Prima ancora che possa mettere piede al ministero, dunque, la Fedeli si annuncia come personalità divisiva. E il suo inverno a viale Trastevere rischia di essere assai più caldo del tiepido autunno appena trascorso: Generazione Famiglia ha già lanciato un appello per una sorta di Family Day permanente o quasi. Inoltre, è facile immaginare che si riaccenda anche l’allarme sociale sul tentativo di introdurre il gender a scuola, che già negli anni scorsi ha prodotto mobilitazioni, raccolte di firme e problemi nelle singole scuole che si erano portate avanti.

Fedeli contro l’«impropria identità costretta»

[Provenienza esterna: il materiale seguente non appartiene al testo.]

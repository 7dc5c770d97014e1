//! An in-memory stand-in for an Arch system.
//!
//! It keeps just enough state (users, groups, passwords, packages, binaries on
//! `PATH`, GitHub auth) for the step predicates to observe the effect of the
//! step actions, so idempotence can be tested by simply running a phase twice.
//! File system effects (homes, clones, `tee`) happen for real inside the
//! test's temp directory.

use anyhow::{Result, bail};
use std::cell::RefCell;
use std::collections::{BTreeSet, HashMap};
use std::fs;
use std::os::unix::process::ExitStatusExt;
use std::path::{Path, PathBuf};
use std::process::{Command, ExitStatus};

use super::Host;
use crate::common::shell::display_command;
use crate::error::CommandError;

#[derive(Debug, Clone)]
pub struct Invocation {
    pub line: String,
    pub program: String,
    pub args: Vec<String>,
    pub env: HashMap<String, String>,
    pub dir: Option<PathBuf>,
    pub input: Option<String>,
}

impl Invocation {
    fn from_command(command: &Command, input: Option<&str>) -> Self {
        let mut program = command.get_program().to_string_lossy().into_owned();
        let mut args: Vec<String> = command
            .get_args()
            .map(|a| a.to_string_lossy().into_owned())
            .collect();
        let line = display_command(command);
        if program == "sudo" && !args.is_empty() {
            program = args.remove(0);
        }
        let env = command
            .get_envs()
            .filter_map(|(k, v)| {
                v.map(|v| {
                    (
                        k.to_string_lossy().into_owned(),
                        v.to_string_lossy().into_owned(),
                    )
                })
            })
            .collect();
        Self {
            line,
            program,
            args,
            env,
            dir: command.get_current_dir().map(Path::to_path_buf),
            input: input.map(str::to_string),
        }
    }

    fn last_arg(&self) -> &str {
        self.args.last().map(String::as_str).unwrap_or_default()
    }

    fn flag_value(&self, flag: &str) -> Option<&str> {
        self.args
            .iter()
            .position(|a| a == flag)
            .and_then(|i| self.args.get(i + 1))
            .map(String::as_str)
    }

    fn positional(&self) -> Vec<&str> {
        self.args
            .iter()
            .filter(|a| !a.starts_with('-'))
            .map(String::as_str)
            .collect()
    }
}

#[derive(Debug, Default, Clone)]
pub struct FakeUser {
    pub groups: BTreeSet<String>,
    pub password: Option<String>,
}

#[derive(Debug, Default)]
pub struct FakeSystem {
    pub users: HashMap<String, FakeUser>,
    pub packages: BTreeSet<String>,
    pub binaries: BTreeSet<String>,
    pub gh_authenticated: bool,
    /// Package name to the binaries it puts on PATH
    pub provides: HashMap<String, Vec<String>>,
    /// Command line prefixes that exit with status 1
    pub failing: Vec<String>,
}

pub struct FakeHost {
    system: RefCell<FakeSystem>,
    log: RefCell<Vec<Invocation>>,
    fetched: RefCell<Vec<String>>,
    clones: RefCell<Vec<(String, PathBuf, Option<i32>)>>,
}

fn status(code: i32) -> ExitStatus {
    ExitStatus::from_raw(code << 8)
}

impl Default for FakeHost {
    fn default() -> Self {
        Self::new()
    }
}

impl FakeHost {
    pub fn new() -> Self {
        let mut system = FakeSystem::default();
        for (package, binaries) in [
            ("git", &["git"][..]),
            ("zsh", &["zsh"]),
            ("sudo", &["sudo"]),
            ("stow", &["stow"]),
            ("github-cli", &["gh"]),
            ("win32yank-bin", &["win32yank.exe"]),
        ] {
            system.provides.insert(
                package.to_string(),
                binaries.iter().map(|b| b.to_string()).collect(),
            );
        }
        Self {
            system: RefCell::new(system),
            log: RefCell::new(Vec::new()),
            fetched: RefCell::new(Vec::new()),
            clones: RefCell::new(Vec::new()),
        }
    }

    pub fn with_user(self, name: &str, groups: &[&str], password: Option<&str>) -> Self {
        self.system.borrow_mut().users.insert(
            name.to_string(),
            FakeUser {
                groups: groups.iter().map(|g| g.to_string()).collect(),
                password: password.map(str::to_string),
            },
        );
        self
    }

    pub fn with_binary(self, binary: &str) -> Self {
        self.system.borrow_mut().binaries.insert(binary.to_string());
        self
    }

    pub fn with_gh_auth(self) -> Self {
        self.system.borrow_mut().gh_authenticated = true;
        self
    }

    pub fn failing_on(self, prefix: &str) -> Self {
        self.system.borrow_mut().failing.push(prefix.to_string());
        self
    }

    pub fn system(&self) -> std::cell::Ref<'_, FakeSystem> {
        self.system.borrow()
    }

    /// Every mutating command line, in order
    pub fn calls(&self) -> Vec<String> {
        self.log.borrow().iter().map(|i| i.line.clone()).collect()
    }

    pub fn invocations(&self) -> Vec<Invocation> {
        self.log.borrow().clone()
    }

    pub fn calls_to(&self, program: &str) -> Vec<String> {
        self.log
            .borrow()
            .iter()
            .filter(|i| i.program == program)
            .map(|i| i.line.clone())
            .collect()
    }

    pub fn fetched(&self) -> Vec<String> {
        self.fetched.borrow().clone()
    }

    pub fn clones(&self) -> Vec<(String, PathBuf, Option<i32>)> {
        self.clones.borrow().clone()
    }

    fn install(&self, packages: &[&str]) {
        let mut system = self.system.borrow_mut();
        for package in packages {
            system.packages.insert(package.to_string());
            if let Some(binaries) = system.provides.get(*package).cloned() {
                system.binaries.extend(binaries);
            }
        }
    }

    /// Apply the command to the simulated system. Returns the exit code.
    fn execute(&self, inv: &Invocation) -> Result<i32> {
        if self
            .system
            .borrow()
            .failing
            .iter()
            .any(|prefix| inv.line.starts_with(prefix.as_str()))
        {
            return Ok(1);
        }

        match inv.program.as_str() {
            "pacman" if inv.args.iter().any(|a| a == "-S") => {
                self.install(&inv.positional());
            }
            "yay" => {
                self.install(&[inv.last_arg()]);
            }
            "useradd" => {
                let name = inv.last_arg().to_string();
                if self.system.borrow().users.contains_key(&name) {
                    return Ok(9);
                }
                if let Some(home) = inv.flag_value("-d") {
                    fs::create_dir_all(home)?;
                }
                self.system
                    .borrow_mut()
                    .users
                    .insert(name, FakeUser::default());
            }
            "usermod" => {
                let name = inv.last_arg().to_string();
                let groups = inv.flag_value("-aG").unwrap_or_default().to_string();
                let mut system = self.system.borrow_mut();
                let Some(user) = system.users.get_mut(&name) else {
                    return Ok(6);
                };
                user.groups.extend(groups.split(',').map(str::to_string));
            }
            "chpasswd" => {
                let input = inv.input.clone().unwrap_or_default();
                let Some((name, password)) = input.trim().split_once(':') else {
                    return Ok(1);
                };
                let mut system = self.system.borrow_mut();
                let Some(user) = system.users.get_mut(name) else {
                    return Ok(1);
                };
                user.password = Some(password.to_string());
            }
            "tee" => {
                fs::write(inv.last_arg(), inv.input.clone().unwrap_or_default())?;
            }
            "makepkg" => {
                self.system.borrow_mut().binaries.insert("yay".to_string());
            }
            "sh" => {
                // oh-my-zsh installer: creates $ZSH and clobbers the profile
                if let Some(zsh_dir) = inv.env.get("ZSH") {
                    let zsh_dir = PathBuf::from(zsh_dir);
                    fs::create_dir_all(zsh_dir.join("custom/themes"))?;
                    if let Some(home) = zsh_dir.parent() {
                        fs::write(home.join(".zshrc"), "# oh-my-zsh template\n")?;
                    }
                } else {
                    self.system.borrow_mut().binaries.insert("rustup".to_string());
                }
            }
            "gh" if inv.args.first().map(String::as_str) == Some("repo") => {
                let target = inv.last_arg();
                fs::create_dir_all(target)?;
                for package in ["zsh", "nvim", "tmux"] {
                    fs::create_dir_all(Path::new(target).join(package))?;
                }
            }
            _ => {}
        }
        Ok(0)
    }

    fn record_and_execute(&self, command: &Command, input: Option<&str>) -> Result<()> {
        let inv = Invocation::from_command(command, input);
        self.log.borrow_mut().push(inv.clone());
        let code = self.execute(&inv)?;
        if code != 0 {
            return Err(CommandError::Failed {
                command: inv.line,
                status: status(code),
            }
            .into());
        }
        Ok(())
    }

    fn answer(&self, inv: &Invocation) -> Option<String> {
        let system = self.system.borrow();
        match (inv.program.as_str(), inv.args.first().map(String::as_str)) {
            ("getent", Some("passwd")) => system
                .users
                .get(inv.last_arg())
                .map(|_| format!("{}:x:1000:1000::/home/{}:/usr/bin/zsh\n", inv.last_arg(), inv.last_arg())),
            ("passwd", Some("-S")) => system.users.get(inv.last_arg()).map(|u| {
                let state = if u.password.is_some() { "P" } else { "L" };
                format!("{} {} 2026-10-16 0 99999 7 -1\n", inv.last_arg(), state)
            }),
            ("id", Some("-nG")) => system.users.get(inv.last_arg()).map(|u| {
                let mut groups = vec![inv.last_arg().to_string()];
                groups.extend(u.groups.iter().cloned());
                format!("{}\n", groups.join(" "))
            }),
            ("pacman", Some("-T")) => {
                let missing: Vec<&str> = inv.args[1..]
                    .iter()
                    .map(String::as_str)
                    .filter(|p| !system.packages.contains(*p))
                    .collect();
                missing.is_empty().then(String::new)
            }
            ("gh", Some("auth")) => system.gh_authenticated.then(String::new),
            ("visudo", _) => Some(String::new()),
            _ => None,
        }
    }
}

impl Host for FakeHost {
    fn dry_run(&self) -> bool {
        false
    }

    fn run(&self, command: &mut Command) -> Result<()> {
        self.record_and_execute(command, None)
    }

    fn run_with_input(&self, command: &mut Command, input: &str) -> Result<()> {
        self.record_and_execute(command, Some(input))
    }

    fn succeeds(&self, command: &mut Command) -> bool {
        self.capture(command).is_some()
    }

    fn capture(&self, command: &mut Command) -> Option<String> {
        let inv = Invocation::from_command(command, None);
        self.answer(&inv)
    }

    fn resolves(&self, program: &str) -> bool {
        self.system.borrow().binaries.contains(program)
    }

    fn fetch(&self, url: &str) -> Result<String> {
        if !url.starts_with("https://") {
            bail!("refusing to fetch {} over an insecure connection", url);
        }
        self.fetched.borrow_mut().push(url.to_string());
        Ok(format!("#!/bin/sh\n# installer from {}\n", url))
    }

    fn clone_repo(&self, url: &str, target: &Path, depth: Option<i32>) -> Result<()> {
        if target.exists() {
            bail!("destination {} already exists", target.display());
        }
        fs::create_dir_all(target)?;
        fs::write(target.join("README"), url)?;
        self.clones
            .borrow_mut()
            .push((url.to_string(), target.to_path_buf(), depth));
        Ok(())
    }
}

Per quanto è dato ricostruire, all’ideologia gender il ministro Fedeli approda attraverso il tramite del femminismo: dalle politiche di genere, intese come politiche di uguaglianza dei diritti uomo-donna, a quelle gender, intese come politiche di annullamento delle differenze tra uomo e donna. Il cuore dell’ideologia gender, infatti, è che nascere maschi o femmine è indifferente e che, libero dai condizionamenti sociali, l’individuo può essere a sua scelta l’uno, l’altra o un po’ e un po’. «Il ddl prevede che i piani dell’offerta formativa delle scuole adottino misure e contenuti di conoscenza ed educazione per eliminare stereotipi, pregiudizi, costumi, tradizioni e altre pratiche socio-culturali fondati sulla impropria “identità costretta” in ruoli già definiti delle persone in base al sesso di appartenenza», si legge sul suo sito, nella pagina di presentazione della legge. 

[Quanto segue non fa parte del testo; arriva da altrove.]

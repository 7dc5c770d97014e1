use std::process::ExitStatus;
use thiserror::Error;

/// The runner was started in a context no phase may run in.
#[derive(Debug, Error)]
pub enum ContextError {
    #[error(
        "running as '{actual}' but the environment is provisioned for '{expected}'. \
         Restart the WSL session as '{expected}' (wsl.exe --terminate <distro>) and run ~/archwsl again"
    )]
    WrongUser { expected: String, actual: String },
    #[error("could not determine the current user (uid {uid})")]
    UnknownIdentity { uid: u32 },
    #[error("step '{step}' belongs to the {phase} phase and cannot run here")]
    WrongPhase { step: String, phase: &'static str },
}

/// An external command exited unsuccessfully.
#[derive(Debug, Error)]
pub enum CommandError {
    #[error("command failed ({status}): {command}")]
    Failed { command: String, status: ExitStatus },
    #[error("could not start {program}: {source}")]
    Spawn {
        program: String,
        #[source]
        source: std::io::Error,
    },
}

#[derive(Debug, Error)]
pub enum DotfilesError {
    #[error("GitHub CLI is not authenticated; run `gh auth login` and retry `archwsl dotfiles`")]
    NotAuthenticated,
}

Perché è stata messa proprio all’Istruzione?

Ora che è ministro, tutto fa ipotizzare che Fedeli voglia portare a compimento questa sua battaglia. Anche perché, fra i disegni di legge di cui è stata prima firmataria, questo risulta essere l’unico che abbia attinenza con il mondo della scuola. Particolare che porta a interrogarsi – e, a pensare male, insospettirsi – sul perché sia stata piazzata proprio lì. Da ex sindacalista, infatti, avrebbe avuto un curriculum più solido per i temi del lavoro o dello sviluppo economico, visto che risulta essersi battuta per arginare gli effetti della globalizzazione sui lavoratori del made in Italy. Da femminista, poi, non avrebbe sorpreso nemmeno in un redivivo ministero delle Pari opportunità, che, tra l’altro, avrebbe lasciato meno interdetti del nuovo ministero dello Sport cucito addosso al fedelissimo renziano Luca Lotti.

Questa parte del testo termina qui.